Arqueologia subaquática quer revelar civilizações submersas

Arqueologia subaquática quer revelar civilizações submersas

O lago Titicaca, a 4 mil metros de altitude na Cordilheira dos Andes, entre a Bolívia e o Peru, esconde restos de civilizações com mais de 2 mil anos, que um inovador projeto de arqueologia subaquática pretende revelar.

"É o primeiro projeto de escavação subaquática" na Bolívia, disse à EFE o investigador belga Christophe Delaere, diretor do projeto "Huinaimarca", promovido pelo Ministério da Cultura da Bolívia e pela Universidade Livre de Bruxelas (ULB), para investigar inúmeros locais da costa colombiana, especialmente a cultura pré-Inca Tiwanaku, que estão atualmente sob a água.

O projeto, previsto para três anos e desenvolvido em conjunto por especialistas de ambas as instituições, foi lançado em Abril de 2012 com levantamentos geofísicos.

Em fevereiro os primeiros mergulhos permitiram localizar e identificar seis sítios arqueológicos subaquáticos na parte inferior do lago Titicaca, na Bolívia.
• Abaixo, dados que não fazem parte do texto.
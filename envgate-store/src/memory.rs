use std::collections::HashMap;

use tokio::sync::RwLock;

use crate::{StoreResult, VariableStore};

/**
    In-memory backend used by tests and the in-process client/server
    integration tests in `envgate-server`. Mirrors the grouping semantics
    of [`crate::RedisStore`] without any network dependency.
*/
#[derive(Default)]
pub struct MemoryStore {
    groups: RwLock<HashMap<String, HashMap<String, String>>>,
}

impl MemoryStore {
    pub fn new() -> Self {
        Self::default()
    }
}

impl VariableStore for MemoryStore {
    async fn get_variable(&self, group: &str, name: &str) -> StoreResult<Option<String>> {
        let groups = self.groups.read().await;
        Ok(groups.get(group).and_then(|vars| vars.get(name)).cloned())
    }

    async fn set_variable(&self, group: &str, name: &str, value: String) -> StoreResult<()> {
        let mut groups = self.groups.write().await;
        groups
            .entry(group.to_string())
            .or_default()
            .insert(name.to_string(), value);
        Ok(())
    }

    async fn remove_variable(&self, group: &str, name: &str) -> StoreResult<()> {
        let mut groups = self.groups.write().await;
        if let Some(vars) = groups.get_mut(group) {
            vars.remove(name);
        }
        Ok(())
    }

    async fn get_group(&self, group: &str) -> StoreResult<HashMap<String, String>> {
        let groups = self.groups.read().await;
        Ok(groups.get(group).cloned().unwrap_or_default())
    }

    async fn remove_group(&self, group: &str) -> StoreResult<()> {
        let mut groups = self.groups.write().await;
        groups.remove(group);
        Ok(())
    }
}

#[cfg(test)]
mod tests {
    use super::*;

    #[tokio::test]
    async fn set_then_get_round_trips() {
        let store = MemoryStore::new();
        store.set_variable("g1", "A", "cipher".to_string()).await.unwrap();
        assert_eq!(
            store.get_variable("g1", "A").await.unwrap(),
            Some("cipher".to_string())
        );
    }

    #[tokio::test]
    async fn missing_variable_is_none() {
        let store = MemoryStore::new();
        assert_eq!(store.get_variable("g1", "A").await.unwrap(), None);
    }

    #[tokio::test]
    async fn remove_variable_then_get_is_none() {
        let store = MemoryStore::new();
        store.set_variable("g1", "A", "x".to_string()).await.unwrap();
        store.remove_variable("g1", "A").await.unwrap();
        assert_eq!(store.get_variable("g1", "A").await.unwrap(), None);
    }

    #[tokio::test]
    async fn get_group_returns_all_members() {
        let store = MemoryStore::new();
        store.set_variable("g1", "A", "1".to_string()).await.unwrap();
        store.set_variable("g1", "B", "2".to_string()).await.unwrap();
        store.set_variable("g2", "C", "3".to_string()).await.unwrap();

        let group = store.get_group("g1").await.unwrap();
        assert_eq!(group.len(), 2);
        assert_eq!(group.get("A"), Some(&"1".to_string()));
    }

    #[tokio::test]
    async fn remove_group_drops_everything_in_it() {
        let store = MemoryStore::new();
        store.set_variable("g1", "A", "1".to_string()).await.unwrap();
        store.remove_group("g1").await.unwrap();
        assert!(store.get_group("g1").await.unwrap().is_empty());
    }
}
Delaere disse à EFE que "há quase 600 quilómetros quadrados de território de cultura Tiwanaku na água" e que estas escavações já permitiram encontrar muros domésticos, estruturas cerimoniais e modelos de terraços agrícolas.

Espera-se que a terceira fase do projeto, que será decisiva para o futuro da investigação, comece em junho e julho, altura em que a equipa pretende usar sofisticadas técnicas arqueológicas subaquáticas, com a ajuda de vinte arqueólogos da Bélgica, Bolívia, Peru, Espanha, França e Itália, a maioria deles mergulhadores científicos especializados em arqueologia subaquática.

Com a precisão de uma escavação arqueológica, os mergulhadores vão usar uma máquina de sucção para ir aspirando, por camadas, o sedimento do lago, em busca de pequenas peças ou de estruturas de pedra.

Os investigadores esperam que a água tenha conservado todo o espólio, devido à falta de luz e de oxigénio e à temperatura constante.

Um dos principais problemas que enfrentam é o de como preservar o frágil material que irá ser extraído e as condições geográficas do lago, localizado numa área muito isolada e a alta altitude, pelo que "mergulhar a uma profundidade de 10 metros é como mergulhar até 20 metros na Europa, reduzindo o tempo de imersão para metade", explicou Delaere, que classificou a América latina como "um mundo mágico inexplorado, onde os mitos se vivem e se sentem nas comunidades não-urbanas".

Este não é o único caso de investigações a decorrer com a ajuda de tecnología de ponta na América Latina.

A cerca de 50 quilómetros da capital do México, um robot de 25 quilos, com pernas construídas com faixas de metal, uma câmara e um 'scanner' nos olhos, está a ajudar os arqueólogos a explorar o túnel de Teotihuacan, construído sob o Templo da Serpente Emplumada.

O "Tlaloc II" (assim chamado em honra do deus da chuva e da fertilidade), ajuda nomeadamente a evitar os riscos para os seres humanos, à medida que entra em áreas inexploradas potencialmente perigosas e pouco acessíveis.

"A tecnologia é uma ajuda para o trabalho que fazemos. Podemos usá-lo (o robô) como mais uma ferramenta. Já nos proporcionou informações muito importantes e ajuda-nos a planear melhor a investigação", disse à EFE o arqueólogo Sergio Gomez, diretor do projeto, salientando que foi este robô que também permitiu explorar a cavidade da Grande Pirâmide, no Egito.